The uneven housing recovery that began in 2012 has "lifted the overall market but left behind a broad swath of the middle class, threatening to create a generation of permanent renters and sowing economic anxiety and frustration for millions of Americans," the Journal says.
New York Times
Look out for Jefferies: Jefferies's $37 billion in assets pales in comparison to its giant Wall Street counterparts, such as Goldman Sachs' $878 billion. Yet its share of Wall Street trading has doubled since 2006, and it never took federal bailout money. Now, as a subsidiary of the conglomerate Leucadia National, "Jefferies has emerged with an appetite for risk and a set of relationships to rival bigger Wall Street firms," the Times reports. "Jefferies is not subject to the trading restrictions and capital requirements imposed on other investment banks that did take bailout funds and became part of bank holding companies.

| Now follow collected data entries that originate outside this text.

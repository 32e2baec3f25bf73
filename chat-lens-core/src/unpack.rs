use arrow::array::{Array, ArrayRef, Int64Builder, StringArray, StringBuilder};
use arrow::datatypes::{DataType, Field, Schema};
use arrow::record_batch::RecordBatch;
use chat_lens_common::{ChatLensError, Result};
use serde_json::Value;
use std::sync::Arc;

use crate::schema::require_columns;

/// Explode a column of JSON-encoded turn lists (one conversation per row, each
/// cell an array of turn objects) into a flat batch with one row per turn.
///
/// Columns are the union of keys seen across all turns; a key whose values are
/// all integers becomes `Int64`, anything else becomes `Utf8`. A turn missing a
/// key gets a null. Null cells and cells that are not JSON arrays are dropped.
pub fn unpack_conversations(batch: &RecordBatch, conv_col: &str) -> Result<RecordBatch> {
    require_columns(batch, &[conv_col])?;
    let idx = batch.schema().index_of(conv_col)?;
    let array = batch.column(idx);
    let Some(strings) = array.as_any().downcast_ref::<StringArray>() else {
        return Err(ChatLensError::Other(format!(
            "column '{conv_col}' is not a string column"
        )));
    };

    let mut turns: Vec<serde_json::Map<String, Value>> = Vec::new();
    for row in 0..strings.len() {
        if strings.is_null(row) {
            continue;
        }
        let parsed: Value = serde_json::from_str(strings.value(row))?;
        let Value::Array(items) = parsed else { continue };
        for item in items {
            if let Value::Object(map) = item {
                turns.push(map);
            }
        }
    }
    if turns.is_empty() {
        return Ok(RecordBatch::new_empty(Arc::new(Schema::empty())));
    }

    // union of keys, first-seen order
    let mut keys: Vec<String> = Vec::new();
    for turn in &turns {
        for key in turn.keys() {
            if !keys.iter().any(|k| k == key) {
                keys.push(key.clone());
            }
        }
    }

    let mut fields = Vec::with_capacity(keys.len());
    let mut arrays: Vec<ArrayRef> = Vec::with_capacity(keys.len());
    for key in &keys {
        let all_integers = turns
            .iter()
            .filter_map(|t| t.get(key))
            .all(|v| v.as_i64().is_some());
        if all_integers {
            let mut builder = Int64Builder::with_capacity(turns.len());
            for turn in &turns {
                match turn.get(key).and_then(Value::as_i64) {
                    Some(v) => builder.append_value(v),
                    None => builder.append_null(),
                }
            }
            fields.push(Field::new(key, DataType::Int64, true));
            arrays.push(Arc::new(builder.finish()));
        } else {
            let mut builder = StringBuilder::new();
            for turn in &turns {
                match turn.get(key) {
                    Some(Value::String(s)) => builder.append_value(s),
                    Some(Value::Null) | None => builder.append_null(),
                    Some(other) => builder.append_value(other.to_string()),
                }
            }
            fields.push(Field::new(key, DataType::Utf8, true));
            arrays.push(Arc::new(builder.finish()));
        }
    }
    Ok(RecordBatch::try_new(Arc::new(Schema::new(fields)), arrays)?)
}

#[cfg(test)]
mod tests_unpack {
    use super::*;

    fn conv_batch(cells: Vec<Option<&str>>) -> RecordBatch {
        let array = StringArray::from(cells);
        RecordBatch::try_new(
            Arc::new(Schema::new(vec![Field::new(
                "conversation",
                DataType::Utf8,
                true,
            )])),
            vec![Arc::new(array)],
        )
        .unwrap()
    }

    #[test]
    fn explodes_to_one_row_per_turn() {
        let batch = conv_batch(vec![
            Some(r#"[{"role":"user","message":"hi","turn_num":0},{"role":"assistant","message":"hello","turn_num":1}]"#),
            Some(r#"[{"role":"user","message":"bye","turn_num":0}]"#),
        ]);
        let flat = unpack_conversations(&batch, "conversation").unwrap();
        assert_eq!(flat.num_rows(), 3);
        let schema = flat.schema();
        let names: Vec<&str> = schema.fields().iter().map(|f| f.name().as_str()).collect();
        assert_eq!(names, vec!["message", "role", "turn_num"]);
        assert_eq!(schema.field(2).data_type(), &DataType::Int64);
    }

    #[test]
    fn null_cells_are_dropped() {
        let batch = conv_batch(vec![None, Some(r#"[{"role":"user"}]"#)]);
        let flat = unpack_conversations(&batch, "conversation").unwrap();
        assert_eq!(flat.num_rows(), 1);
    }

    #[test]
    fn missing_keys_become_nulls() {
        let batch = conv_batch(vec![Some(r#"[{"role":"user","score":3},{"role":"assistant"}]"#)]);
        let flat = unpack_conversations(&batch, "conversation").unwrap();
        let idx = flat.schema().index_of("score").unwrap();
        assert!(flat.column(idx).is_null(1));
    }

    #[test]
    fn unknown_column_errors() {
        let batch = conv_batch(vec![Some("[]")]);
        let err = unpack_conversations(&batch, "nope").unwrap_err();
        assert!(matches!(err, ChatLensError::MissingColumns(cols) if cols == vec!["nope"]));
    }
}
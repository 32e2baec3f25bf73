pub mod filter;
pub mod sample;
pub mod schema;
pub mod search;
pub mod table;
pub mod unpack;

pub use chat_lens_common::{ChatLensError, Config, Result};
pub use filter::{apply_filters, FilterSet, FilterSpec, FilterValue, UnknownColumns};
pub use sample::{filter_conversations, random_conversation};
pub use schema::{column_kind, require_columns, ColumnKind};
pub use search::{random_search_match, search_conversations, SearchMatch, SearchOptions};
pub use table::{load_table, table_info, TableInfo};
pub use unpack::unpack_conversations;
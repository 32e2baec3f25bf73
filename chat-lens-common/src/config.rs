use serde::{Deserialize, Serialize};
use std::path::PathBuf;

/// Column names the conversation tables are expected to use. Datasets that
/// renamed their columns can override any of these in config.toml.
#[derive(Debug, Clone, Serialize, Deserialize)]
pub struct ColumnsConfig {
    #[serde(default = "default_conv_id")]
    pub conv_id: String,
    #[serde(default = "default_turn_num")]
    pub turn_num: String,
    #[serde(default = "default_message")]
    pub message: String,
    #[serde(default = "default_conversation")]
    pub conversation: String,
}

fn default_conv_id() -> String {
    "conv_id".into()
}
fn default_turn_num() -> String {
    "turn_num".into()
}
fn default_message() -> String {
    "message".into()
}
fn default_conversation() -> String {
    "conversation".into()
}

impl Default for ColumnsConfig {
    fn default() -> Self {
        Self {
            conv_id: default_conv_id(),
            turn_num: default_turn_num(),
            message: default_message(),
            conversation: default_conversation(),
        }
    }
}

#[derive(Debug, Clone, Serialize, Deserialize, Default)]
pub struct Config {
    #[serde(default)]
    pub columns: ColumnsConfig,
}

impl Config {
    pub fn config_path() -> PathBuf {
        dirs::config_dir()
            .unwrap_or_else(|| PathBuf::from("."))
            .join("chat-lens")
            .join("config.toml")
    }

    pub fn load() -> crate::Result<Self> {
        let path = if let Ok(env_path) = std::env::var("CHAT_LENS_CONFIG") {
            PathBuf::from(env_path) // $CHAT_LENS_CONFIG overrides default config path
        } else {
            Self::config_path()
        };
        if !path.exists() {
            return Ok(Self::default());
        }
        let content = std::fs::read_to_string(&path)?;
        let cfg: Self =
            toml::from_str(&content).map_err(|e| crate::ChatLensError::Other(e.to_string()))?;
        Ok(cfg)
    }

    pub fn save(&self) -> crate::Result<()> {
        let path = Self::config_path();
        if let Some(parent) = path.parent() {
            std::fs::create_dir_all(parent)?;
        }
        let content = toml::to_string_pretty(self)
            .map_err(|e| crate::ChatLensError::Other(e.to_string()))?;
        std::fs::write(&path, content)?;
        Ok(())
    }
}
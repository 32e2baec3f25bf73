use bytes::Bytes;
use chat_lens_common::{ChatLensError, Result};
use memmap2::Mmap;
use parquet::arrow::arrow_reader::ParquetRecordBatchReaderBuilder;
use parquet::file::reader::{FileReader, SerializedFileReader};
use serde::{Deserialize, Serialize};
use std::path::{Path, PathBuf};

use arrow::record_batch::RecordBatch;

#[derive(Debug, Clone, Serialize, Deserialize)]
pub struct TableInfo {
    pub path: PathBuf,
    pub file_size: u64,
    pub row_count: i64,
    pub columns: Vec<String>,
}

/// Load a parquet file into a single in-memory record batch. The batch is the
/// table every other function in this crate operates on.
pub fn load_table(path: &Path) -> Result<RecordBatch> {
    let file = std::fs::File::open(path)?;
    // memory-map the file for zero-copy access
    let mmap: Mmap = unsafe { Mmap::map(&file)? };
    let bytes = Bytes::copy_from_slice(&mmap);
    let builder =
        ParquetRecordBatchReaderBuilder::try_new(bytes).map_err(ChatLensError::Parquet)?;
    let schema = builder.schema().clone();
    let reader = builder
        .with_batch_size(8192)
        .build()
        .map_err(ChatLensError::Parquet)?;
    let batches = reader.collect::<std::result::Result<Vec<_>, _>>()?;
    if batches.is_empty() {
        return Ok(RecordBatch::new_empty(schema));
    }
    Ok(arrow::compute::concat_batches(&schema, &batches)?)
}

/// Footer-only summary of a parquet file, cheap enough to show before loading.
pub fn table_info(path: &Path) -> Result<TableInfo> {
    let file = std::fs::File::open(path)?;
    let file_size = file.metadata()?.len();
    let mmap: Mmap = unsafe { Mmap::map(&file)? };
    let bytes = Bytes::copy_from_slice(&mmap);
    let reader = SerializedFileReader::new(bytes).map_err(ChatLensError::Parquet)?;
    let meta = reader.metadata();
    let schema = meta.file_metadata().schema_descr();
    let columns = (0..schema.num_columns())
        .map(|i| schema.column(i).name().to_owned())
        .collect();
    let row_count: i64 = (0..meta.num_row_groups())
        .map(|i| meta.row_group(i).num_rows())
        .sum();
    Ok(TableInfo {
        path: path.to_path_buf(),
        file_size,
        row_count,
        columns,
    })
}
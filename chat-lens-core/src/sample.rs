use arrow::array::{Array, BooleanArray, Float32Array, Float64Array, LargeStringArray, StringArray};
use arrow::record_batch::RecordBatch;
use chat_lens_common::{ChatLensError, Result};
use log::info;
use rand::seq::IndexedRandom;
use rand::Rng;
use std::collections::HashSet;

use crate::filter::{apply_filters, FilterSet, UnknownColumns};

/// All conversation ids whose rows survive the filters, sorted; `None` when
/// nothing matches. Filters naming unknown columns are silently skipped.
pub fn filter_conversations(
    batch: &RecordBatch,
    filters: &FilterSet,
    group_col: &str,
) -> Result<Option<Vec<String>>> {
    filtered_conversation_ids(batch, filters, group_col)
}

/// One conversation id drawn uniformly from the distinct matching set.
pub fn random_conversation<R: Rng + ?Sized>(
    batch: &RecordBatch,
    filters: &FilterSet,
    group_col: &str,
    rng: &mut R,
) -> Result<Option<String>> {
    let ids = match filtered_conversation_ids(batch, filters, group_col)? {
        Some(ids) => ids,
        None => return Ok(None),
    };
    Ok(ids.choose(rng).cloned())
}

fn filtered_conversation_ids(
    batch: &RecordBatch,
    filters: &FilterSet,
    group_col: &str,
) -> Result<Option<Vec<String>>> {
    let subset = apply_filters(batch, filters, UnknownColumns::Ignore)?;
    if subset.num_rows() == 0 {
        return Ok(None);
    }
    info!("{} rows match filters", subset.num_rows());
    Ok(Some(distinct_group_keys(&subset, group_col)?))
}

/// Distinct non-null values of the group-key column, sorted for reproducibility.
pub(crate) fn distinct_group_keys(batch: &RecordBatch, group_col: &str) -> Result<Vec<String>> {
    let idx = batch
        .schema()
        .index_of(group_col)
        .map_err(|_| ChatLensError::MissingColumns(vec![group_col.to_owned()]))?;
    let array = batch.column(idx);
    let mut seen = HashSet::new();
    let mut keys = Vec::new();
    for row in 0..array.len() {
        if let Some(key) = render_value(array.as_ref(), row) {
            if seen.insert(key.clone()) {
                keys.push(key);
            }
        }
    }
    keys.sort();
    Ok(keys)
}

/// Render one cell to a display string; `None` for nulls.
pub(crate) fn render_value(array: &dyn Array, row: usize) -> Option<String> {
    if array.is_null(row) {
        return None;
    }
    if let Some(a) = array.as_any().downcast_ref::<StringArray>() {
        return Some(a.value(row).to_owned());
    }
    if let Some(a) = array.as_any().downcast_ref::<LargeStringArray>() {
        return Some(a.value(row).to_owned());
    }
    if let Some(a) = array.as_any().downcast_ref::<BooleanArray>() {
        return Some(a.value(row).to_string());
    }
    if let Some(a) = array.as_any().downcast_ref::<Float64Array>() {
        return Some(a.value(row).to_string());
    }
    if let Some(a) = array.as_any().downcast_ref::<Float32Array>() {
        return Some(a.value(row).to_string());
    }
    crate::filter::integer_value_at(array, row).map(|v| v.to_string())
}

That gives it room to make bolder moves than some of its larger peers."
MasterCard tech unit expands: Applied Predictive Technologies, which sold itself to MasterCard for $600 million last year, is hiring 368 new employees and moving into larger quarters in Ballston, Va., across the street from its existing headquarters. "The partnership that we have with MasterCard has been a phenomenal extension and expansion of how we can support our clients, and we're thrilled to be on the growth path that we've had," APT chief executive Anthony Bruce said.
Crisis? What crisis?: Robert J. Samuelson, the Post's economics columnist, discusses a study by the president's Council of Economic Advisers (CEA) that says the student debt burden "isn't so crushing after all." For one thing, "debt burdens may be exaggerated," he says, noting that "debt owed by the typical student remains modest," according to the report. Moreover, "the good news about this bad news is that the debt levels aren't yet high enough to depress the overall economy." Best of all, "almost all these loans are backed by the federal government. If borrowers default, taxpayers pick up the tab."